___ Dataset records ___

pub mod error;
pub mod sse;
pub mod types;

use std::pin::Pin;
use std::time::Duration;

use futures_core::Stream;
use futures_util::StreamExt;
use reqwest::{Method, StatusCode};
use serde::Serialize;
use serde::de::DeserializeOwned;
use tracing::{debug, warn};

pub use error::{ApiError, SseParseError};
pub use sse::{SseEvent, SseStream, parse_sse_stream};
pub use types::{
    Constraints, ConversationMessage, CreateRunRequest, DeepSeekSettings,
    DeepSeekSettingsPayload, DeepSeekStatus, RunAck, RunEvent, RunEventKind, ServiceStatus,
    StatusMetadata,
};

const CONNECT_TIMEOUT: Duration = Duration::from_secs(5);
/// Applies to every call except the event stream, which may run indefinitely.
const REQUEST_TIMEOUT: Duration = Duration::from_secs(30);

pub type RunEventStream = Pin<Box<dyn Stream<Item = Result<RunEvent, ApiError>> + Send>>;

/// HTTP client for a running worker.
#[derive(Debug, Clone)]
pub struct BackendClient {
    http_client: reqwest::Client,
    base_url: String,
}

impl BackendClient {
    pub fn new(host: &str, port: u16) -> Result<Self, ApiError> {
        Self::with_base_url(format!("http://{host}:{port}"))
    }

    pub fn with_base_url(base_url: impl Into<String>) -> Result<Self, ApiError> {
        let http_client = reqwest::Client::builder()
            .connect_timeout(CONNECT_TIMEOUT)
            .build()?;
        Ok(Self {
            http_client,
            base_url: base_url.into().trim_end_matches('/').to_string(),
        })
    }

    pub fn base_url(&self) -> &str {
        &self.base_url
    }

    fn url(&self, path: &str) -> String {
        format!("{}{}", self.base_url, path)
    }

    async fn call<T, B>(&self, method: Method, path: &str, body: Option<&B>) -> Result<T, ApiError>
    where
        T: DeserializeOwned,
        B: Serialize + ?Sized,
    {
        let mut request = self
            .http_client
            .request(method, self.url(path))
            .timeout(REQUEST_TIMEOUT);
        if let Some(body) = body {
            request = request.json(body);
        }

        let response = request.send().await?;
        let status = response.status();
        if !status.is_success() {
            return Err(status_error(path, status, response.text().await.unwrap_or_default()));
        }

        let text = response.text().await?;
        serde_json::from_str(&text).map_err(|e| ApiError::Decode {
            endpoint: path.to_string(),
            details: e.to_string(),
        })
    }

    pub async fn status(&self) -> Result<ServiceStatus, ApiError> {
        self.call::<_, ()>(Method::GET, "/status", None).await
    }

    pub async fn deepseek_settings(&self) -> Result<DeepSeekSettings, ApiError> {
        self.call::<_, ()>(Method::GET, "/settings/deepseek", None)
            .await
    }

    pub async fn save_deepseek_settings(
        &self,
        payload: &DeepSeekSettingsPayload,
    ) -> Result<DeepSeekSettings, ApiError> {
        self.call(Method::POST, "/settings/deepseek", Some(payload))
            .await
    }

    pub async fn reset_deepseek_settings(&self) -> Result<DeepSeekSettings, ApiError> {
        self.call::<_, ()>(Method::DELETE, "/settings/deepseek", None)
            .await
    }

    /// Submit a run. A 409 means the run id is already taken.
    pub async fn create_run(&self, request: &CreateRunRequest) -> Result<RunAck, ApiError> {
        match self.call(Method::POST, "/runs", Some(request)).await {
            Err(ApiError::Status { status: 409, .. }) => Err(ApiError::RunConflict {
                run_id: request.run_id.clone(),
            }),
            other => other,
        }
    }

    pub async fn cancel_run(&self, run_id: &str) -> Result<RunAck, ApiError> {
        self.call::<_, ()>(Method::POST, &format!("/runs/{run_id}/cancel"), None)
            .await
    }

    /// Open the event stream of a run. Unknown event names are skipped.
    pub async fn run_events(&self, run_id: &str) -> Result<RunEventStream, ApiError> {
        let path = format!("/runs/{run_id}/events");
        let response = self
            .http_client
            .get(self.url(&path))
            .header(reqwest::header::ACCEPT, "text/event-stream")
            .send()
            .await?;

        let status = response.status();
        if !status.is_success() {
            return Err(status_error(&path, status, response.text().await.unwrap_or_default()));
        }

        debug!(target: "agentrelay::api", run_id, "Run event stream opened");

        let events = parse_sse_stream(response.bytes_stream()).filter_map(|item| async move {
            match item {
                Ok(sse) => match RunEvent::from_sse(&sse) {
                    Ok(Some(event)) => Some(Ok(event)),
                    Ok(None) => {
                        warn!(
                            target: "agentrelay::api",
                            event = ?sse.event_type,
                            "Ignoring unknown run event"
                        );
                        None
                    }
                    Err(e) => Some(Err(e)),
                },
                Err(e) => Some(Err(e)),
            }
        });

        Ok(Box::pin(events))
    }
}

fn status_error(path: &str, status: StatusCode, details: String) -> ApiError {
    if status == StatusCode::NOT_FOUND {
        ApiError::NotFound {
            endpoint: path.to_string(),
        }
    } else {
        ApiError::Status {
            endpoint: path.to_string(),
            status: status.as_u16(),
            details,
        }
    }
}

___

Exercise objective:
Transcribe, exactly as written, all lines of the entries above from the first to the one containing "pub fn new(host: &str, port: u16)", and no more.

Result:
pub mod error;
pub mod sse;
pub mod types;

use std::pin::Pin;
use std::time::Duration;

use futures_core::Stream;
use futures_util::StreamExt;
use reqwest::{Method, StatusCode};
use serde::Serialize;
use serde::de::DeserializeOwned;
use tracing::{debug, warn};

pub use error::{ApiError, SseParseError};
pub use sse::{SseEvent, SseStream, parse_sse_stream};
pub use types::{
    Constraints, ConversationMessage, CreateRunRequest, DeepSeekSettings,
    DeepSeekSettingsPayload, DeepSeekStatus, RunAck, RunEvent, RunEventKind, ServiceStatus,
    StatusMetadata,
};

const CONNECT_TIMEOUT: Duration = Duration::from_secs(5);
/// Applies to every call except the event stream, which may run indefinitely.
const REQUEST_TIMEOUT: Duration = Duration::from_secs(30);

pub type RunEventStream = Pin<Box<dyn Stream<Item = Result<RunEvent, ApiError>> + Send>>;

/// HTTP client for a running worker.
#[derive(Debug, Clone)]
pub struct BackendClient {
    http_client: reqwest::Client,
    base_url: String,
}

impl BackendClient {
    pub fn new(host: &str, port: u16) -> Result<Self, ApiError> {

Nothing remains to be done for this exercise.